-- Work instruction --
Gather all lines in the data that hold the string "NewItem".

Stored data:
• • • •

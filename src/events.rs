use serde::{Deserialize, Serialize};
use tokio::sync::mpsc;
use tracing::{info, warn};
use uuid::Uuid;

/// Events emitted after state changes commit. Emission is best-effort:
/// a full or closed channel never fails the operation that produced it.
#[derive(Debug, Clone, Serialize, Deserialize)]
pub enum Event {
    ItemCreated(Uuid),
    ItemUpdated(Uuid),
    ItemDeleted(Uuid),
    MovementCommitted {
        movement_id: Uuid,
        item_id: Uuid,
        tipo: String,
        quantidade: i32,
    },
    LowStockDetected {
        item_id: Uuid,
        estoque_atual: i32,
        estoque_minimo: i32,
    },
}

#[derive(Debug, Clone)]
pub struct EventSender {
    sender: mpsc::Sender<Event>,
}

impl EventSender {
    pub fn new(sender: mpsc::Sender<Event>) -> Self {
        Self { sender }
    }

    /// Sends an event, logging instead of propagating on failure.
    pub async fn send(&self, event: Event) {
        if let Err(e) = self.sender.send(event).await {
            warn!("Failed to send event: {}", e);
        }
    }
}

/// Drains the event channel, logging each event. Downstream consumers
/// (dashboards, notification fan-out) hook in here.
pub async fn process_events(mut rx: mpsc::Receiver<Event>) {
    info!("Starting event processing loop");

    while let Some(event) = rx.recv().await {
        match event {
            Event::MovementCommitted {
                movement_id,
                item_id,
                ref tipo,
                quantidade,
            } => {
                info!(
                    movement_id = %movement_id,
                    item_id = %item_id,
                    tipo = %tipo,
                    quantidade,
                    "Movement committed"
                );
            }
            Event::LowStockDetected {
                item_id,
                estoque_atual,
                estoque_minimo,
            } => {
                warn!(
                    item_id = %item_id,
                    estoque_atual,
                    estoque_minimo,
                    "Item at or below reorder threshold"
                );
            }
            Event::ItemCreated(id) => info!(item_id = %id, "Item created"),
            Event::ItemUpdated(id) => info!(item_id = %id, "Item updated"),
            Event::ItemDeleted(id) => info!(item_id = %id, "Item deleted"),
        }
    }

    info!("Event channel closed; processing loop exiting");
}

• • • •

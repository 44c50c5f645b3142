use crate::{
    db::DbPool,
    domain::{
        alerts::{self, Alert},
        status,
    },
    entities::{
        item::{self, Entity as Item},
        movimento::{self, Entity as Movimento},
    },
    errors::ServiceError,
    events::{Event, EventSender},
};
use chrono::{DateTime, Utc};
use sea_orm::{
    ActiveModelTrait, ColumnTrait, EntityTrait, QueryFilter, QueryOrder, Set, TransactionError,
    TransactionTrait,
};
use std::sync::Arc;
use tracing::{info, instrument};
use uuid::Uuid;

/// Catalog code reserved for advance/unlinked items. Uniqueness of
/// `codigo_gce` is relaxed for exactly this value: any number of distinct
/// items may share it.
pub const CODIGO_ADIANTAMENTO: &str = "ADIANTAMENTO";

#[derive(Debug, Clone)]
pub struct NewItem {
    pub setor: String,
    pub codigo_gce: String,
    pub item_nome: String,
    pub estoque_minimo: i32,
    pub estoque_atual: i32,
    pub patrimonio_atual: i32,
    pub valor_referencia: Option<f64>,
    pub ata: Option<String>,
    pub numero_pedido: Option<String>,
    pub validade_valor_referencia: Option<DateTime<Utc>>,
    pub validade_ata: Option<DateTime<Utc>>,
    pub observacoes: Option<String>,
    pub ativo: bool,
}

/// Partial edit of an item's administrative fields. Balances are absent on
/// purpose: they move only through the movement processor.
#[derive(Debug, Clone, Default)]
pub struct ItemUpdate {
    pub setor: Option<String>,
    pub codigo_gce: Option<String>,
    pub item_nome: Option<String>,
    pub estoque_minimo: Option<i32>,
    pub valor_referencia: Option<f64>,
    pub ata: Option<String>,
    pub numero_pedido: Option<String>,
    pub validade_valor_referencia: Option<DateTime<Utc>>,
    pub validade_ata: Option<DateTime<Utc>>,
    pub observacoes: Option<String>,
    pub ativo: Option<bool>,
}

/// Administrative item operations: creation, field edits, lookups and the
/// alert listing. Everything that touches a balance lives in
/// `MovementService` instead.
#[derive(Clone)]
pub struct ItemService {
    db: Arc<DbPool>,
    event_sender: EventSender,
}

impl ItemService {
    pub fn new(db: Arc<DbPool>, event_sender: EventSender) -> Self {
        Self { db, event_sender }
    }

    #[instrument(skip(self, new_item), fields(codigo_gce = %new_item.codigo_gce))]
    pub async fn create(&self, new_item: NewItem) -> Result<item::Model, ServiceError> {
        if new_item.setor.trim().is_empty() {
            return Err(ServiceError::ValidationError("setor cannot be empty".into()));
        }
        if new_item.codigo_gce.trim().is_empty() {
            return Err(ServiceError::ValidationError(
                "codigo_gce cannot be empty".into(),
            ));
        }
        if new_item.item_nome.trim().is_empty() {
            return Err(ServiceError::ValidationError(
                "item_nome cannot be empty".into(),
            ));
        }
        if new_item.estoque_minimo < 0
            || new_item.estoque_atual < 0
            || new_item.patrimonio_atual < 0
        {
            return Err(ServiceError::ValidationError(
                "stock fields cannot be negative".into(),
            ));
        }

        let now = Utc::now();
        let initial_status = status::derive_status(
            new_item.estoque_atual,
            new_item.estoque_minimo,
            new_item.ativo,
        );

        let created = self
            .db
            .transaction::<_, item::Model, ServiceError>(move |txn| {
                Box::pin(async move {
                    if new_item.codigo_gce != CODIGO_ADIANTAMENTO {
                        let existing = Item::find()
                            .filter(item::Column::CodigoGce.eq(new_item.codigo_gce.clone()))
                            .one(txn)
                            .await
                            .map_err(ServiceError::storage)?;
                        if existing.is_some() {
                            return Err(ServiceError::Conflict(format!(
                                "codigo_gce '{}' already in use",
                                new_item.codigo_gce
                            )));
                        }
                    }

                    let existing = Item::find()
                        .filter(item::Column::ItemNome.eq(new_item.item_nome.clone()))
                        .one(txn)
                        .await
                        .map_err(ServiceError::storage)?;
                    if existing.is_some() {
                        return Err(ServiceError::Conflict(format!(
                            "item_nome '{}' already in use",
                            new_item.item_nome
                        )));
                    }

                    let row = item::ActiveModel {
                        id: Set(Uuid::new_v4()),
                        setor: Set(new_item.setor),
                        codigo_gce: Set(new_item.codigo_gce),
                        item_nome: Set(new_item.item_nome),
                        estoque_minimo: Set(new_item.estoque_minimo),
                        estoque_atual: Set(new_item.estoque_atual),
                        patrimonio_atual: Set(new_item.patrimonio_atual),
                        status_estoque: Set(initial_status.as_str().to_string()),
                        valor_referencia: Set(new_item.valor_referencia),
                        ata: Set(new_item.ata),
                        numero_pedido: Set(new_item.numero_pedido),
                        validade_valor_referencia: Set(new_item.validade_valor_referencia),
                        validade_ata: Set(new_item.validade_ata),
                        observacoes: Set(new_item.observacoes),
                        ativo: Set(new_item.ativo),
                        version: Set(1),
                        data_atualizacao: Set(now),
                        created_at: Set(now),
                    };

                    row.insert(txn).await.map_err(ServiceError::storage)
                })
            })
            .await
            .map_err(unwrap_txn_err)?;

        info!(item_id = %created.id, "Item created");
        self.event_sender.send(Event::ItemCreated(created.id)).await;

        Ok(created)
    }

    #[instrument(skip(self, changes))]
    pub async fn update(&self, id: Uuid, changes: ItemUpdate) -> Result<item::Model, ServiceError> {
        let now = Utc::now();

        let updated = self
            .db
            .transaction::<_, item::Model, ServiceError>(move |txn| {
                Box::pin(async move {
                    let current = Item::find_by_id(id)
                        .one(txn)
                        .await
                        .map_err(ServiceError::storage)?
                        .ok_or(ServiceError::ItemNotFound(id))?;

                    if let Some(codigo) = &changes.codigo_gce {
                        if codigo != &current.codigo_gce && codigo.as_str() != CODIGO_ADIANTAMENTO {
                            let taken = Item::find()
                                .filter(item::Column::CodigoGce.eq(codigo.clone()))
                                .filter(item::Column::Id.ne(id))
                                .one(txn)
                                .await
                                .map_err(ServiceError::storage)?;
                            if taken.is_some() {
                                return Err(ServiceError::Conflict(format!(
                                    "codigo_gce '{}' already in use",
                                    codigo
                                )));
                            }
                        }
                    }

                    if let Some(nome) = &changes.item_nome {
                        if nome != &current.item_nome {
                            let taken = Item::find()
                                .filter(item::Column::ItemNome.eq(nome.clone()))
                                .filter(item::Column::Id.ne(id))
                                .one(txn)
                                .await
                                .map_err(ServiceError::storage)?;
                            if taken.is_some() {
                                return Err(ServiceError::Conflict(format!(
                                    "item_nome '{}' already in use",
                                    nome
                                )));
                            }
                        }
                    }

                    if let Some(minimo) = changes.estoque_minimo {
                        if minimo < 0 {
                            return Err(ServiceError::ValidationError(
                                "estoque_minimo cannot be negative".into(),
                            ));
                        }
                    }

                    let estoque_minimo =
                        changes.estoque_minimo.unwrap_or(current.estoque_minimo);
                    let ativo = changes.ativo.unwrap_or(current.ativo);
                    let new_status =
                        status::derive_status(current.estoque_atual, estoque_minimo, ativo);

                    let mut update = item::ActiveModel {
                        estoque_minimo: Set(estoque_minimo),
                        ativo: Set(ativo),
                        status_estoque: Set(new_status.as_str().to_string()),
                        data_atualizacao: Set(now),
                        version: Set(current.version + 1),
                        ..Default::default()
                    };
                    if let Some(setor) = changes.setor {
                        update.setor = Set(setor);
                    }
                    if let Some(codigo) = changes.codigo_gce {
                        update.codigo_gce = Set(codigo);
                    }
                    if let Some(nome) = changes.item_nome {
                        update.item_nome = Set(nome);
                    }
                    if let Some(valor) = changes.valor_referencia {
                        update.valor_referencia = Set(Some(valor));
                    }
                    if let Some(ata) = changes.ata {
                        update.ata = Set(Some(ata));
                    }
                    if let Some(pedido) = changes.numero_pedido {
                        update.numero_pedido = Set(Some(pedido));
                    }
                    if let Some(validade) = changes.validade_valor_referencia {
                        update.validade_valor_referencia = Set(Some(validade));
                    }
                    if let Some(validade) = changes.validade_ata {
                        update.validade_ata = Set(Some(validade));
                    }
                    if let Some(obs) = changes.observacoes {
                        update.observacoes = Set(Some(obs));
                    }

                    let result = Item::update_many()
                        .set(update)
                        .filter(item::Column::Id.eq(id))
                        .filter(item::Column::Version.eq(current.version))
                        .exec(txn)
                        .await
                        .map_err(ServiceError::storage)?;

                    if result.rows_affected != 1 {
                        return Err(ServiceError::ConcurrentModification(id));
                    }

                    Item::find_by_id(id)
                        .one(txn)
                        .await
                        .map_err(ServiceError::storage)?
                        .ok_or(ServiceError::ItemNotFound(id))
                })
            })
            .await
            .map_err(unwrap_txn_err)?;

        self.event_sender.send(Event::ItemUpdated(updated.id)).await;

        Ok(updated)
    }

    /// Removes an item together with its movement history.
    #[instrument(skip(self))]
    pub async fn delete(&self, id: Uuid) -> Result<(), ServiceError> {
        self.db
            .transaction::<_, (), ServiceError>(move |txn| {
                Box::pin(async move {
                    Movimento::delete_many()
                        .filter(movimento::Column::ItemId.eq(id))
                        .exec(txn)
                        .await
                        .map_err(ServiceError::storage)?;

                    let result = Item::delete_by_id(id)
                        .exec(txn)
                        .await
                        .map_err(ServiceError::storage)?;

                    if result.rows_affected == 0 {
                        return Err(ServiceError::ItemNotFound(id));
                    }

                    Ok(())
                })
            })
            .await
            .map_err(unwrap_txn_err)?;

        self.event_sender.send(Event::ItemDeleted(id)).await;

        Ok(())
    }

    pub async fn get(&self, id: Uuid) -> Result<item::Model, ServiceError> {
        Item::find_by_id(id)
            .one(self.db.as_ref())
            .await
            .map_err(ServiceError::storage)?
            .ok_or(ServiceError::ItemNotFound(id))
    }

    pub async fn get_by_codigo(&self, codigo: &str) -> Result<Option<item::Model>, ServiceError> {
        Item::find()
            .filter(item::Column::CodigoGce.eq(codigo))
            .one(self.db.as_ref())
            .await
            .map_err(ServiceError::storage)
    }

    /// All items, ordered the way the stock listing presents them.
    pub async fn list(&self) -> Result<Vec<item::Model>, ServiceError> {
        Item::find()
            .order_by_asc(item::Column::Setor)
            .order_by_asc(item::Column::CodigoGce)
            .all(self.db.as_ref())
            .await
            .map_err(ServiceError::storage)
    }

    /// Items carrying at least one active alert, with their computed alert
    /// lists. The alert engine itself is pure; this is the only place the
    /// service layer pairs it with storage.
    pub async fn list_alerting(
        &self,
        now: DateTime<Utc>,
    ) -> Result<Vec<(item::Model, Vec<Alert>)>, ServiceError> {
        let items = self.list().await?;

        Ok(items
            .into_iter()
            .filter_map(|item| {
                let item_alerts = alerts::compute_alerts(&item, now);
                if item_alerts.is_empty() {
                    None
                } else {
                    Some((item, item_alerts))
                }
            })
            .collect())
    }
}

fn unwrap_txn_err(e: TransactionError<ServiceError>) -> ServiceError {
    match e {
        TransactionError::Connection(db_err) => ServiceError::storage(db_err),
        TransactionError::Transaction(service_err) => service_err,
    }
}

• • • •

-- Task response --
pub struct NewItem {
    pub async fn create(&self, new_item: NewItem) -> Result<item::Model, ServiceError> {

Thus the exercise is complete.